**Saved data entries:**
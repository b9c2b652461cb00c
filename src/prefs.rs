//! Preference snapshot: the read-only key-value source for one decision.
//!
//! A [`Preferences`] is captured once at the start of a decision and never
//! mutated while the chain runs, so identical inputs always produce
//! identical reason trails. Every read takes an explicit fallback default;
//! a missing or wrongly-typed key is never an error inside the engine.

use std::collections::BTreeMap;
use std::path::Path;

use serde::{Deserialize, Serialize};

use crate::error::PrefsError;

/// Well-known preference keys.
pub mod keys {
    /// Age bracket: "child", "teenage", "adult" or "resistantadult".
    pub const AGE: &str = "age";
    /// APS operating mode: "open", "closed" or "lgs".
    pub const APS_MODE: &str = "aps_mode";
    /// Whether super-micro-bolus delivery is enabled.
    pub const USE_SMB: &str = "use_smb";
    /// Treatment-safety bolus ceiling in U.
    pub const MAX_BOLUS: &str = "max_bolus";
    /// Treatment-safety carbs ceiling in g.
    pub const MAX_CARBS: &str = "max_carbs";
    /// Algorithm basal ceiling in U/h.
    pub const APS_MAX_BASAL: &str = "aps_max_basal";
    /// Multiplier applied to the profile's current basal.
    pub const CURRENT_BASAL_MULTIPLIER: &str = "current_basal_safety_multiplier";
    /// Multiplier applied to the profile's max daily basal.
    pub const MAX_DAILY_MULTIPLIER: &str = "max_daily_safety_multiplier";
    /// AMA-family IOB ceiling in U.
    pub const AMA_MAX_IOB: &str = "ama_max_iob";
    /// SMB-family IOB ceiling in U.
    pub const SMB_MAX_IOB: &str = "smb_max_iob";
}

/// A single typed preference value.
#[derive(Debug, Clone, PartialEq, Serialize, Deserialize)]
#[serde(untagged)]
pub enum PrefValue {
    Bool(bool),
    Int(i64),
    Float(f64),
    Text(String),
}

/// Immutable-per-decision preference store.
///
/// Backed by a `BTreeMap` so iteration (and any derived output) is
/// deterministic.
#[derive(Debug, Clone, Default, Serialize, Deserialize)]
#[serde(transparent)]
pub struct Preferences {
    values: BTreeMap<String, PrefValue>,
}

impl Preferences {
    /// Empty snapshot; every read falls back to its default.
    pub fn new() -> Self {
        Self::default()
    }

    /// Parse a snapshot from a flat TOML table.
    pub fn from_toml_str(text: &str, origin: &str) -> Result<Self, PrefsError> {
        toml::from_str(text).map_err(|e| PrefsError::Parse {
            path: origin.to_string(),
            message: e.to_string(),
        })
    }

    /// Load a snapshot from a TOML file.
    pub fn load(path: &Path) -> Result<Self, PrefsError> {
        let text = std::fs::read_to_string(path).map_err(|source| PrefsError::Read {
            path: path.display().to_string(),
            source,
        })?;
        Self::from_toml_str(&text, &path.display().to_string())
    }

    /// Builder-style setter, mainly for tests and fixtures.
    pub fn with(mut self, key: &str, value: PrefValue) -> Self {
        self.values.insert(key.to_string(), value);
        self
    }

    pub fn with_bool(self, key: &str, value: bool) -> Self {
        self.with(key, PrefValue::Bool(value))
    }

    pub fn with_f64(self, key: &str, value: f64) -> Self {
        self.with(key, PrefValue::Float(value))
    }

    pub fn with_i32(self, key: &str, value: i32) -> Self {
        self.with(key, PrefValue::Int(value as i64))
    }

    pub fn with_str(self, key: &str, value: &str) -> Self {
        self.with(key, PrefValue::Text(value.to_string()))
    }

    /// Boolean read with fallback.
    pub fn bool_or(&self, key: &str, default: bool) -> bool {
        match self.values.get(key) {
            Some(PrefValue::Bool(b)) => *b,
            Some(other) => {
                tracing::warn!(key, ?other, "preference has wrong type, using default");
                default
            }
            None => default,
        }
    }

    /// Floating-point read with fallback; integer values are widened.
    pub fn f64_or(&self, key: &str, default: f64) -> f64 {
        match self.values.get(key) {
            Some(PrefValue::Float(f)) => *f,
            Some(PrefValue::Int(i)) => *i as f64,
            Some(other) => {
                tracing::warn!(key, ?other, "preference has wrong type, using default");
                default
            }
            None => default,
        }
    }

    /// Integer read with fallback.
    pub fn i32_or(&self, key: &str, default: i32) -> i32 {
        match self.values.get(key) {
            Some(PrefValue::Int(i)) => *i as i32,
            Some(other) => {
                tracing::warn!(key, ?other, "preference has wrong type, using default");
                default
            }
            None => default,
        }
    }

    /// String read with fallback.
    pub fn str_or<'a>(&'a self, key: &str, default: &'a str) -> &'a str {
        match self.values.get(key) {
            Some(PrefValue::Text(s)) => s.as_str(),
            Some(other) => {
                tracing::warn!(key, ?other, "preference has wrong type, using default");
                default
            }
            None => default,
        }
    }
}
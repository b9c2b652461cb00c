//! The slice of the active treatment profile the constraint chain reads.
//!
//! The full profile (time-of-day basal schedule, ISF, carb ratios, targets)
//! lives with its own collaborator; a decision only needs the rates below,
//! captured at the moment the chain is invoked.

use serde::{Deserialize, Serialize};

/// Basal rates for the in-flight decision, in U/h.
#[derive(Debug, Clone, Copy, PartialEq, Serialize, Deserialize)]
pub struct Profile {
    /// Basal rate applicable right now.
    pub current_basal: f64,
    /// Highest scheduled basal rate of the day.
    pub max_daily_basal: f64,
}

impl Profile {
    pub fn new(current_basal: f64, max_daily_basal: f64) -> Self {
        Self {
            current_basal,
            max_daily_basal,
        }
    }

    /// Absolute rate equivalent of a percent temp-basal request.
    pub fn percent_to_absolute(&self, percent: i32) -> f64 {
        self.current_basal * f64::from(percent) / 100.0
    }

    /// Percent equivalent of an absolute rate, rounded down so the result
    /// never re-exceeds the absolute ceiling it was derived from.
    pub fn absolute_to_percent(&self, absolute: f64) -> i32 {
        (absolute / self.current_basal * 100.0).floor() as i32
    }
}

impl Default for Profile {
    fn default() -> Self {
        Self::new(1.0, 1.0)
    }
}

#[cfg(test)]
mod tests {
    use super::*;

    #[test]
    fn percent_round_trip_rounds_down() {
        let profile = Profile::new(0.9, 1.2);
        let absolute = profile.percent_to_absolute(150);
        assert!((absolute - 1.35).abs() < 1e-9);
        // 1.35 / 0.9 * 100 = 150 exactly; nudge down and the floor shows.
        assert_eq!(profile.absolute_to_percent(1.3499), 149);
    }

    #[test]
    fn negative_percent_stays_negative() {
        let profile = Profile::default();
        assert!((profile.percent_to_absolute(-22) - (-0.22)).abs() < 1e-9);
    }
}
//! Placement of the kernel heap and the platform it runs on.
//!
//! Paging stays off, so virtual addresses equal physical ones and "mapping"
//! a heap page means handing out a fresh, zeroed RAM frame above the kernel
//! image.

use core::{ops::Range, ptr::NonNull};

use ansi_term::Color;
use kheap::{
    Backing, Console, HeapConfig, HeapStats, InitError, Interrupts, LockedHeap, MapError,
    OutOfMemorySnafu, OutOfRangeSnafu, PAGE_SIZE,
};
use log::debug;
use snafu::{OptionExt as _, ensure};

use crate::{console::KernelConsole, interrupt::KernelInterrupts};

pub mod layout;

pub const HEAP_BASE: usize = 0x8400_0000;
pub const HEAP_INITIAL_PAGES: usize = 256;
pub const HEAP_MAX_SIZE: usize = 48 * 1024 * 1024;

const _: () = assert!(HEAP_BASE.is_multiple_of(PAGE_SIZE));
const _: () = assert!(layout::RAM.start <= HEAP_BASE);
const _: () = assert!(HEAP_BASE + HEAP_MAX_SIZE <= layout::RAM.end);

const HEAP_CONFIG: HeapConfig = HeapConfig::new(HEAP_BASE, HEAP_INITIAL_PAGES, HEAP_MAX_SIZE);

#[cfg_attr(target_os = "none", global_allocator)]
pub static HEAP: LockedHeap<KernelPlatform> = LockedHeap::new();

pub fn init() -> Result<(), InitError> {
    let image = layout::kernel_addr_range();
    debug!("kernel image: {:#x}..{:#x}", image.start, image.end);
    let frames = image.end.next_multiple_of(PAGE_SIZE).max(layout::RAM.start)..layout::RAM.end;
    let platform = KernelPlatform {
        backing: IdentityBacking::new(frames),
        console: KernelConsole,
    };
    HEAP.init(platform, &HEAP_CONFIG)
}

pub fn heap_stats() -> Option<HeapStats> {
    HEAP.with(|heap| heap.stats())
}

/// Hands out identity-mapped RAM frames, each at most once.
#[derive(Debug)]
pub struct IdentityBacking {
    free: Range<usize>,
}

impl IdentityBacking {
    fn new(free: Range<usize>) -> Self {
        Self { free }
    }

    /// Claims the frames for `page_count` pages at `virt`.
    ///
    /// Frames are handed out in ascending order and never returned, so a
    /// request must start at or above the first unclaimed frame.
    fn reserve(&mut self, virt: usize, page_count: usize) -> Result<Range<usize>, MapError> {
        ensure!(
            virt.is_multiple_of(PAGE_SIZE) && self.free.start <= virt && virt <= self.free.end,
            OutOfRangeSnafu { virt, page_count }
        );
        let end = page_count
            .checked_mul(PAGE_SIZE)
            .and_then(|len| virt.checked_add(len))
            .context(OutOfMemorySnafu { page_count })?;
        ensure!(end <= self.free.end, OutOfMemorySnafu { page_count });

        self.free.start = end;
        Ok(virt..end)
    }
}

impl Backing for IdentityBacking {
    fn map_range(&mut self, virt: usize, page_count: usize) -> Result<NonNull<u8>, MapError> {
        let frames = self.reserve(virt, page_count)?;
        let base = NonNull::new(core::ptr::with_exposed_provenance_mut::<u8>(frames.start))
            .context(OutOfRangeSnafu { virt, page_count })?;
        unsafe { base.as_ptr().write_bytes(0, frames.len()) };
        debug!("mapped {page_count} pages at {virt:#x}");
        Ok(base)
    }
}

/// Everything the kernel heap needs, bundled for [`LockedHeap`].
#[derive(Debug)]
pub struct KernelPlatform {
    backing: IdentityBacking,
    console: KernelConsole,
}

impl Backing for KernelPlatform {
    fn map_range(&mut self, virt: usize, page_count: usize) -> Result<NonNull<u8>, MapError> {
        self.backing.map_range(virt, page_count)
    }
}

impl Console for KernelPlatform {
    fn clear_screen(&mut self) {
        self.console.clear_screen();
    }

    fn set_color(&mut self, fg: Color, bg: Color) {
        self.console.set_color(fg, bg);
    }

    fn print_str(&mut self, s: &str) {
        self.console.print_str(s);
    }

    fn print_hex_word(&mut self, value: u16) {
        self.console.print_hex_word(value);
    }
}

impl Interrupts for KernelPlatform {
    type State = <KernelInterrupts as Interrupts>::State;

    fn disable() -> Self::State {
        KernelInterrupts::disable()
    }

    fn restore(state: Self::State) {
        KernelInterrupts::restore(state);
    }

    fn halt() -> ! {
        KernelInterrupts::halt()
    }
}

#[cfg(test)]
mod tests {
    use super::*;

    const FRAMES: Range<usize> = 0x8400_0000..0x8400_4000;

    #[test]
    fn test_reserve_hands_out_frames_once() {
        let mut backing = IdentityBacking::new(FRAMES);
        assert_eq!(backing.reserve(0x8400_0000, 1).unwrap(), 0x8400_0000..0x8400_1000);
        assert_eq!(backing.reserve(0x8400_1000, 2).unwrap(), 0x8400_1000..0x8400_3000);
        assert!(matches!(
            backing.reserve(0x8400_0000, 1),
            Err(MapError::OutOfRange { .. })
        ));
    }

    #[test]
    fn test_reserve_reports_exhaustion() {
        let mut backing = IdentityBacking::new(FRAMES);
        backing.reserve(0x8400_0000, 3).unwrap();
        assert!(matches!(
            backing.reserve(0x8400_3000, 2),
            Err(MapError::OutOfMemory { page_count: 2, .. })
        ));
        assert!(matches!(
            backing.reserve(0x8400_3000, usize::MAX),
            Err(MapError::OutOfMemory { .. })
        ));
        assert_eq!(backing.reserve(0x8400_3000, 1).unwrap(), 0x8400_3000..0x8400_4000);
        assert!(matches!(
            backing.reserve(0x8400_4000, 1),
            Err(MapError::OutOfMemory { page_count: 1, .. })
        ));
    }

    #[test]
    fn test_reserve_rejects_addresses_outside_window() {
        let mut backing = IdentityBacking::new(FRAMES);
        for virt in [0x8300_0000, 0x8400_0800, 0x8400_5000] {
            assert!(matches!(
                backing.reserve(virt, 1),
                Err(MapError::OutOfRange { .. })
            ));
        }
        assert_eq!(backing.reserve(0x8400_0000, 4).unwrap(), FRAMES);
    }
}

**TASK PROMPT:** When a line among the entries contains "above", pull that line out.

**REPLY TO THE TASK:**
//! a heap page means handing out a fresh, zeroed RAM frame above the kernel
    /// request must start at or above the first unclaimed frame.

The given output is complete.